Red Team: How to Succeed By Thinking Like the Enemy by Micah Zenko focuses on the role that red teaming plays in a variety of institutions, ranging from the Department of Defense to cybersecurity. It’s an excellent book that describes the thought process behind red teaming, when red teaming is a success and when it can be a failure, and the way a red team can best fit into an organization and provide value. If you’re looking for a book that’s highly technical or focused entirely on information security engineering, this book may disappoint. There’s only a single chapter covering the application of red teaming in the information security space (particularly “vulnerability probes” as Zenko refers to many of the tests), but that doesn’t make the rest of the content any less useful – or interesting – to the Red Team practitioner.

The book largely focuses on how a Red Team can bring value to an organization, and how to structure the team, interact with the other parts of the organization, and how to drive change from red teaming. It largely divides red teaming into two types of practice: those where the Red Team is used to identify systemic vulnerabilities through vulnerability probes and penetration testing, and those where the Red Team is used to provide an alternative viewpoint (the “Devil’s advocate”), as in business decisions and intelligence agency reporting.

Most of the book uses examples and story-telling to make his points. The stories are interesting and serve to make his point well, making a book that is otherwise about organization, management, and structure an easy read. Even Red Teamers in the information security sense can relate to the intelligence-gathering and business decision points of view (for example, in new product development or threat intelligence).

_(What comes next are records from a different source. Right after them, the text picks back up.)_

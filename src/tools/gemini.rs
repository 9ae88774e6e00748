//! Gemini REST client for content, image and speech generation
//!
//! One `generateContent` endpoint serves all three: the response modalities
//! decide whether the answer carries text, an inline image or inline audio.

use std::time::Duration;

use async_trait::async_trait;
use reqwest::Client;
use serde::{Deserialize, Serialize};

use crate::audio::pcm::{decode_base64, sample_rate_from_mime};
use crate::audio::{AudioChunk, OUTPUT_SAMPLE_RATE};
use crate::live::{Content, GenerationConfig, SpeechConfig};

/// REST API base URL
pub const GEMINI_API_BASE: &str = "https://generativelanguage.googleapis.com/v1beta";

/// Request timeout for generation calls
const REQUEST_TIMEOUT: Duration = Duration::from_secs(60);

/// Errors that can occur during generation
#[derive(Debug, Clone, PartialEq, Eq)]
pub enum GenerationError {
    /// API key not configured
    MissingApiKey,
    /// Network/HTTP error
    NetworkError(String),
    /// API returned an error
    ApiError { status: u16, message: String },
    /// Failed to parse API response
    ParseError(String),
    /// The response carried nothing of the requested kind
    EmptyResponse(String),
}

impl std::fmt::Display for GenerationError {
    fn fmt(&self, f: &mut std::fmt::Formatter<'_>) -> std::fmt::Result {
        match self {
            GenerationError::MissingApiKey => {
                write!(
                    f,
                    "API key not configured. Set GEMINI_API_KEY environment variable."
                )
            }
            GenerationError::NetworkError(e) => write!(f, "Network error: {}", e),
            GenerationError::ApiError { status, message } => {
                write!(f, "Gemini API error ({}): {}", status, message)
            }
            GenerationError::ParseError(e) => write!(f, "Failed to parse API response: {}", e),
            GenerationError::EmptyResponse(what) => write!(f, "Response contained no {}", what),
        }
    }
}

impl std::error::Error for GenerationError {}

/// A generated image, still base64 encoded
#[derive(Debug, Clone, PartialEq, Eq)]
pub struct GeneratedImage {
    pub mime_type: String,
    pub data: String,
}

impl GeneratedImage {
    /// Embeddable `data:` reference
    pub fn data_url(&self) -> String {
        format!("data:{};base64,{}", self.mime_type, self.data)
    }
}

/// Auxiliary generation the tool calls and the greeting rely on
#[async_trait]
pub trait ContentGenerator: Send + Sync {
    async fn generate_content(&self, prompt: &str) -> Result<String, GenerationError>;

    async fn generate_image(&self, prompt: &str) -> Result<GeneratedImage, GenerationError>;

    /// Synthesize `text` as mono speech
    async fn synthesize_speech(&self, text: &str) -> Result<AudioChunk, GenerationError>;
}

#[derive(Debug, Serialize)]
#[serde(rename_all = "camelCase")]
struct GenerateRequest {
    contents: Vec<Content>,
    #[serde(skip_serializing_if = "Option::is_none")]
    generation_config: Option<GenerationConfig>,
}

#[derive(Debug, Deserialize)]
struct GenerateResponse {
    #[serde(default)]
    candidates: Vec<Candidate>,
}

#[derive(Debug, Deserialize)]
struct Candidate {
    #[serde(default)]
    content: Content,
}

impl GenerateResponse {
    fn first_content(self) -> Option<Content> {
        self.candidates.into_iter().next().map(|c| c.content)
    }
}

#[derive(Debug, Deserialize)]
struct ApiErrorResponse {
    error: ApiErrorDetail,
}

#[derive(Debug, Deserialize)]
struct ApiErrorDetail {
    message: String,
}

/// Model names used for each kind of generation
#[derive(Debug, Clone)]
pub struct GeminiModels {
    pub content: String,
    pub image: String,
    pub speech: String,
    /// Voice for synthesized speech
    pub voice_name: String,
}

/// [`ContentGenerator`] over the Gemini REST API
pub struct GeminiClient {
    http: Client,
    api_key: String,
    base_url: String,
    models: GeminiModels,
}

impl GeminiClient {
    pub fn new(api_key: impl Into<String>, models: GeminiModels) -> Result<Self, GenerationError> {
        let http = Client::builder()
            .timeout(REQUEST_TIMEOUT)
            .build()
            .map_err(|e| GenerationError::NetworkError(e.to_string()))?;

        Ok(Self {
            http,
            api_key: api_key.into(),
            base_url: GEMINI_API_BASE.to_string(),
            models,
        })
    }

    pub fn with_base_url(mut self, base_url: impl Into<String>) -> Self {
        self.base_url = base_url.into();
        self
    }

    async fn generate(
        &self,
        model: &str,
        prompt: &str,
        generation_config: Option<GenerationConfig>,
    ) -> Result<Content, GenerationError> {
        if self.api_key.is_empty() {
            return Err(GenerationError::MissingApiKey);
        }

        let model = model.strip_prefix("models/").unwrap_or(model);
        let url = format!("{}/models/{}:generateContent", self.base_url, model);
        let body = GenerateRequest {
            contents: vec![Content::user_text(prompt)],
            generation_config,
        };

        log::info!("Requesting generation from {} ({} chars)", model, prompt.len());

        let response = self
            .http
            .post(&url)
            .header("x-goog-api-key", &self.api_key)
            .json(&body)
            .send()
            .await
            .map_err(|e| GenerationError::NetworkError(e.to_string()))?;

        let status = response.status();

        if status.is_success() {
            let parsed: GenerateResponse = response
                .json()
                .await
                .map_err(|e| GenerationError::ParseError(e.to_string()))?;
            parsed
                .first_content()
                .ok_or_else(|| GenerationError::EmptyResponse("candidates".to_string()))
        } else {
            let error_text = response.text().await.unwrap_or_default();
            let message = api_error_message(&error_text);

            log::error!("Gemini API error ({}): {}", status.as_u16(), message);

            Err(GenerationError::ApiError {
                status: status.as_u16(),
                message,
            })
        }
    }
}

fn api_error_message(body: &str) -> String {
    match serde_json::from_str::<ApiErrorResponse>(body) {
        Ok(parsed) => parsed.error.message,
        Err(_) => body.to_string(),
    }
}

#[async_trait]
impl ContentGenerator for GeminiClient {
    async fn generate_content(&self, prompt: &str) -> Result<String, GenerationError> {
        let content = self.generate(&self.models.content, prompt, None).await?;
        let text = content.text();
        if text.trim().is_empty() {
            return Err(GenerationError::EmptyResponse("text".to_string()));
        }
        log::info!("Content generated: {} chars", text.len());
        Ok(text)
    }

    async fn generate_image(&self, prompt: &str) -> Result<GeneratedImage, GenerationError> {
        let config = GenerationConfig {
            response_modalities: vec!["TEXT".to_string(), "IMAGE".to_string()],
            speech_config: None,
        };
        let content = self.generate(&self.models.image, prompt, Some(config)).await?;
        let blob = content
            .inline_data("image/")
            .ok_or_else(|| GenerationError::EmptyResponse("image".to_string()))?;

        log::info!("Image generated: {} ({} base64 bytes)", blob.mime_type, blob.data.len());
        Ok(GeneratedImage {
            mime_type: blob.mime_type.clone(),
            data: blob.data.clone(),
        })
    }

    async fn synthesize_speech(&self, text: &str) -> Result<AudioChunk, GenerationError> {
        let config = GenerationConfig {
            response_modalities: vec!["AUDIO".to_string()],
            speech_config: Some(SpeechConfig::voice(self.models.voice_name.clone())),
        };
        let content = self.generate(&self.models.speech, text, Some(config)).await?;
        let blob = content
            .inline_data("audio/")
            .ok_or_else(|| GenerationError::EmptyResponse("audio".to_string()))?;

        let rate = sample_rate_from_mime(&blob.mime_type).unwrap_or(OUTPUT_SAMPLE_RATE);
        let chunk =
            decode_base64(&blob.data, rate).map_err(|e| GenerationError::ParseError(e.to_string()))?;
        log::info!("Speech synthesized: {:.2}s at {}Hz", chunk.duration(), rate);
        Ok(chunk)
    }
}
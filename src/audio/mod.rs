//! Audio hardware boundary
//!
//! Capture runs at a fixed 16kHz input rate, playback at a fixed 24kHz output
//! rate, mono throughout. The controller talks to hardware only through the
//! traits in this module; `CpalBackend` is the real implementation.

mod capture;
mod device;
mod output;
pub mod pcm;
mod playback;

use std::sync::Arc;

use tokio::sync::mpsc;

pub use capture::AudioCapturePipe;
pub use device::CpalBackend;
pub use output::Mixer;
pub use pcm::AudioChunk;
pub use playback::{PlaybackScheduler, Scheduled};

/// Capture sample rate expected by the remote engine
pub const INPUT_SAMPLE_RATE: u32 = 16_000;

/// Sample rate of synthesized speech coming back
pub const OUTPUT_SAMPLE_RATE: u32 = 24_000;

/// Samples per capture callback
pub const CAPTURE_FRAME_SIZE: usize = 4096;

/// Identifies one scheduled playback source on an output sink
pub type SourceId = u64;

/// Errors that can occur in the audio layer.
#[derive(Debug, Clone, PartialEq, Eq)]
pub enum AudioError {
    PermissionDenied(String),
    NoInputDevice,
    NoOutputDevice,
    NoSupportedConfig,
    StreamCreationFailed(String),
    ContextClosed,
}

impl std::fmt::Display for AudioError {
    fn fmt(&self, f: &mut std::fmt::Formatter<'_>) -> std::fmt::Result {
        match self {
            AudioError::PermissionDenied(e) => write!(f, "Microphone permission denied: {}", e),
            AudioError::NoInputDevice => write!(f, "No audio input device found"),
            AudioError::NoOutputDevice => write!(f, "No audio output device available"),
            AudioError::NoSupportedConfig => write!(f, "No supported audio configuration"),
            AudioError::StreamCreationFailed(e) => {
                write!(f, "Failed to create audio stream: {}", e)
            }
            AudioError::ContextClosed => write!(f, "Audio context is closed"),
        }
    }
}

impl std::error::Error for AudioError {}

/// Output context plus its mixing node.
///
/// The playback clock only advances while the context is running.
pub trait OutputSink: Send + Sync {
    fn resume(&self) -> Result<(), AudioError>;

    /// Playback clock in seconds since the context started
    fn current_time(&self) -> f64;

    /// Schedule `samples` (at `sample_rate`) to begin at clock time `at`.
    fn start_source(
        &self,
        samples: Arc<[f32]>,
        sample_rate: u32,
        at: f64,
    ) -> Result<SourceId, AudioError>;

    fn stop_source(&self, id: SourceId);

    /// Disconnect the mixing node; every source it holds goes silent.
    fn disconnect(&self);

    fn close(&self) -> Result<(), AudioError>;

    fn is_closed(&self) -> bool;
}

/// A live microphone stream delivering fixed-size frames.
pub trait Microphone: Send {
    /// Hand out the frame receiver. Only the first call returns it.
    fn take_frames(&mut self) -> Option<mpsc::Receiver<Vec<f32>>>;

    /// Stop every track of the stream
    fn stop(&mut self);
}

/// Capture-side audio context.
pub trait CaptureContext: Send {
    fn resume(&mut self) -> Result<(), AudioError>;

    fn acquire_microphone(&mut self, frame_size: usize)
        -> Result<Box<dyn Microphone>, AudioError>;

    fn close(&mut self) -> Result<(), AudioError>;

    fn is_closed(&self) -> bool;
}

/// Factory for the two audio contexts of a session attempt.
pub trait AudioBackend: Send + Sync {
    fn open_output(&self, sample_rate: u32) -> Result<Arc<dyn OutputSink>, AudioError>;

    fn open_capture(&self, sample_rate: u32) -> Result<Box<dyn CaptureContext>, AudioError>;
}
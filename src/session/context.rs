//! Resources owned by one session attempt
//!
//! Everything a live session holds (audio contexts, microphone, channel and
//! the tasks bridging them) lives in one `SessionContext`. Releasing it tears
//! all of it down in a fixed order; releasing twice is a no-op.

use std::sync::Arc;

use tokio::task::JoinHandle;
use tokio_util::sync::CancellationToken;
use uuid::Uuid;

use crate::audio::{AudioCapturePipe, CaptureContext, Microphone, OutputSink};
use crate::live::{ChannelHandle, LiveSender};
use crate::metrics::CaptureCounters;

struct CaptureTask {
    cancel: CancellationToken,
    task: JoinHandle<u64>,
}

pub struct SessionContext {
    attempt_id: Uuid,
    output: Option<Arc<dyn OutputSink>>,
    capture: Option<Box<dyn CaptureContext>>,
    microphone: Option<Box<dyn Microphone>>,
    channel: Option<ChannelHandle>,
    /// Relays channel events into the controller mailbox
    forwarder: Option<JoinHandle<()>>,
    capture_task: Option<CaptureTask>,
    released: bool,
}

impl SessionContext {
    pub fn new(attempt_id: Uuid) -> Self {
        Self {
            attempt_id,
            output: None,
            capture: None,
            microphone: None,
            channel: None,
            forwarder: None,
            capture_task: None,
            released: false,
        }
    }

    pub fn attempt_id(&self) -> Uuid {
        self.attempt_id
    }

    pub fn set_output(&mut self, output: Arc<dyn OutputSink>) {
        self.output = Some(output);
    }

    pub fn set_capture(&mut self, capture: Box<dyn CaptureContext>) {
        self.capture = Some(capture);
    }

    pub fn set_microphone(&mut self, microphone: Box<dyn Microphone>) {
        self.microphone = Some(microphone);
    }

    pub fn set_channel(&mut self, channel: ChannelHandle) {
        self.channel = Some(channel);
    }

    pub fn set_forwarder(&mut self, forwarder: JoinHandle<()>) {
        if let Some(old) = self.forwarder.replace(forwarder) {
            old.abort();
        }
    }

    pub fn output(&self) -> Option<&Arc<dyn OutputSink>> {
        self.output.as_ref()
    }

    pub fn capture_mut(&mut self) -> Option<&mut (dyn CaptureContext + 'static)> {
        self.capture.as_deref_mut()
    }

    pub fn sender(&self) -> Option<LiveSender> {
        self.channel.as_ref().map(|c| c.sender())
    }

    /// Start forwarding microphone frames onto the channel.
    ///
    /// Frames already queued are discarded. Returns false if there is no microphone stream or channel to wire.
    pub fn wire_capture(&mut self, sample_rate: u32, counters: Arc<CaptureCounters>) -> bool {
        if self.released || self.capture_task.is_some() {
            return false;
        }
        let Some(sender) = self.sender() else {
            return false;
        };
        let Some(mut frames) = self.microphone.as_mut().and_then(|m| m.take_frames()) else {
            log::warn!("Session {}: no microphone frames to forward", self.attempt_id);
            return false;
        };

        // Audio captured before the channel was ready is never sent
        let mut stale = 0usize;
        while frames.try_recv().is_ok() {
            counters.record_captured();
            counters.record_dropped();
            stale += 1;
        }
        if stale > 0 {
            log::debug!(
                "Session {}: dropped {} frames captured before the channel opened",
                self.attempt_id,
                stale
            );
        }

        let cancel = CancellationToken::new();
        let pipe = AudioCapturePipe::new(frames, sender, sample_rate, counters);
        let task = tokio::spawn(pipe.run(cancel.clone()));
        self.capture_task = Some(CaptureTask { cancel, task });
        true
    }

    /// Release every resource. Never fails; faults are logged and swallowed.
    pub fn release(&mut self) {
        if self.released {
            return;
        }
        self.released = true;

        if let Some(capture) = self.capture_task.take() {
            capture.cancel.cancel();
            capture.task.abort();
        }

        if let Some(output) = self.output.take() {
            output.disconnect();
            if !output.is_closed() {
                if let Err(e) = output.close() {
                    log::debug!("Session {}: closing output: {}", self.attempt_id, e);
                }
            }
        }

        if let Some(mut capture) = self.capture.take() {
            if !capture.is_closed() {
                if let Err(e) = capture.close() {
                    log::debug!("Session {}: closing capture: {}", self.attempt_id, e);
                }
            }
        }

        if let Some(mut microphone) = self.microphone.take() {
            microphone.stop();
        }

        if let Some(mut channel) = self.channel.take() {
            channel.close();
        }

        if let Some(forwarder) = self.forwarder.take() {
            forwarder.abort();
        }

        log::info!("Session {}: resources released", self.attempt_id);
    }
}

impl Drop for SessionContext {
    fn drop(&mut self) {
        self.release();
    }
}

#[cfg(test)]
mod tests {
    use super::*;
    use crate::audio::{AudioError, SourceId};
    use crate::live::ClientMessage;
    use std::sync::atomic::{AtomicBool, AtomicUsize, Ordering};
    use tokio::sync::mpsc;

    #[derive(Default)]
    struct CountingSink {
        closes: AtomicUsize,
        disconnected: AtomicBool,
        closed: AtomicBool,
    }

    impl OutputSink for CountingSink {
        fn resume(&self) -> Result<(), AudioError> {
            Ok(())
        }
        fn current_time(&self) -> f64 {
            0.0
        }
        fn start_source(&self, _: Arc<[f32]>, _: u32, _: f64) -> Result<SourceId, AudioError> {
            Ok(0)
        }
        fn stop_source(&self, _: SourceId) {}
        fn disconnect(&self) {
            self.disconnected.store(true, Ordering::SeqCst);
        }
        fn close(&self) -> Result<(), AudioError> {
            self.closes.fetch_add(1, Ordering::SeqCst);
            self.closed.store(true, Ordering::SeqCst);
            Err(AudioError::ContextClosed)
        }
        fn is_closed(&self) -> bool {
            self.closed.load(Ordering::SeqCst)
        }
    }

    struct StubMic {
        frames: Option<mpsc::Receiver<Vec<f32>>>,
        stopped: Arc<AtomicBool>,
    }

    impl Microphone for StubMic {
        fn take_frames(&mut self) -> Option<mpsc::Receiver<Vec<f32>>> {
            self.frames.take()
        }
        fn stop(&mut self) {
            self.stopped.store(true, Ordering::SeqCst);
        }
    }

    #[tokio::test]
    async fn release_is_idempotent_and_swallows_faults() {
        let sink = Arc::new(CountingSink::default());
        let stopped = Arc::new(AtomicBool::new(false));
        let (_frame_tx, frame_rx) = mpsc::channel(1);

        let mut ctx = SessionContext::new(Uuid::new_v4());
        ctx.set_output(sink.clone());
        ctx.set_microphone(Box::new(StubMic {
            frames: Some(frame_rx),
            stopped: stopped.clone(),
        }));

        ctx.release();
        ctx.release();
        drop(ctx);

        assert!(sink.disconnected.load(Ordering::SeqCst));
        assert_eq!(sink.closes.load(Ordering::SeqCst), 1);
        assert!(stopped.load(Ordering::SeqCst));
    }

    #[tokio::test]
    async fn wire_capture_needs_channel_and_microphone() {
        let mut ctx = SessionContext::new(Uuid::new_v4());
        assert!(!ctx.wire_capture(16000, Arc::new(CaptureCounters::default())));

        let (sender, mut outbound) = LiveSender::channel(4);
        ctx.set_channel(ChannelHandle::new(sender, CancellationToken::new(), Vec::new()));
        let (frame_tx, frame_rx) = mpsc::channel(4);
        ctx.set_microphone(Box::new(StubMic {
            frames: Some(frame_rx),
            stopped: Arc::new(AtomicBool::new(false)),
        }));

        assert!(ctx.wire_capture(16000, Arc::new(CaptureCounters::default())));
        // Only once per attempt
        assert!(!ctx.wire_capture(16000, Arc::new(CaptureCounters::default())));

        frame_tx.send(vec![0.0; 8]).await.unwrap();
        assert!(outbound.recv().await.is_some());

        ctx.release();
    }

    #[tokio::test]
    async fn frames_captured_before_wiring_are_dropped() {
        let mut ctx = SessionContext::new(Uuid::new_v4());
        let (frame_tx, frame_rx) = mpsc::channel(8);
        ctx.set_microphone(Box::new(StubMic {
            frames: Some(frame_rx),
            stopped: Arc::new(AtomicBool::new(false)),
        }));

        // Microphone is live while the channel is still opening
        for _ in 0..5 {
            frame_tx.send(vec![0.9; 8]).await.unwrap();
        }

        let (sender, mut outbound) = LiveSender::channel(8);
        ctx.set_channel(ChannelHandle::new(sender, CancellationToken::new(), Vec::new()));
        let counters = Arc::new(CaptureCounters::default());
        assert!(ctx.wire_capture(16000, counters.clone()));
        assert_eq!(counters.dropped(), 5);

        let fresh = vec![0.1; 8];
        frame_tx.send(fresh.clone()).await.unwrap();
        assert_eq!(
            outbound.recv().await,
            Some(ClientMessage::audio_input(&fresh, 16000))
        );
        assert!(outbound.try_recv().is_err());
        assert_eq!(counters.sent(), 1);

        ctx.release();
    }
}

The 300 or so pages are, at the least, thought-provoking, even if they do not provide a specific lesson to your team. There were dozens of points throughout the book where I had to stop to make a note about useful information or resources to look up later. These included:

Likewise, the book contains hundreds of citations providing access to many more resources for the reader. Many of these are also interesting or useful reads and can provide more focus in the particular areas of interest to the reader.

I do have a few bones to pick with Zenko, however. It’s not clear how prevalent this is in the other chapters, but he makes some generalizations about information security practitioners that push continued stereotypes:

This distinction can be an oversimplification because all of the best and most proficient white hats started off doing some black-hat hacking before they began to hack lawfully as a profession. (pg. 175)

If this is true (and I’m not saying it is), repeating it seems to encourage those looking to enter the security industry must spend time committing crimes in order to be accepted as a legitimate hacker.

And even then, it is not uncommon for hackers to have a day job conducting penetration tests, but then in their personal life to also engage in unauthorized hacking for political or ideological purposes, or just as a hobby. (pg. 175)

In fact, most white-hat hackers find their jobs to be so easy that they pursue more innovative, and potentially illegal, hacking activities while off duty. (pg. 182)

While it’s true that many hackers hack in their spare time, referring to it as “unauthorized” implies criminal or unethical behavior, as opposed to responsible security research, tool development, or the number of other ways hackers spend their spare time.

Overall, I think this is a worthwhile read for any Information Security practioner, but especially team leaders and managers. A large part of the book will be useful in selling your team to management, how to demonstrate impact, and how to interact with the business unit. All of these are things that will ultimately have your Red Team seen as more successful and more useful to the business. Overall, this is a solid book and I’d give it a 4/5.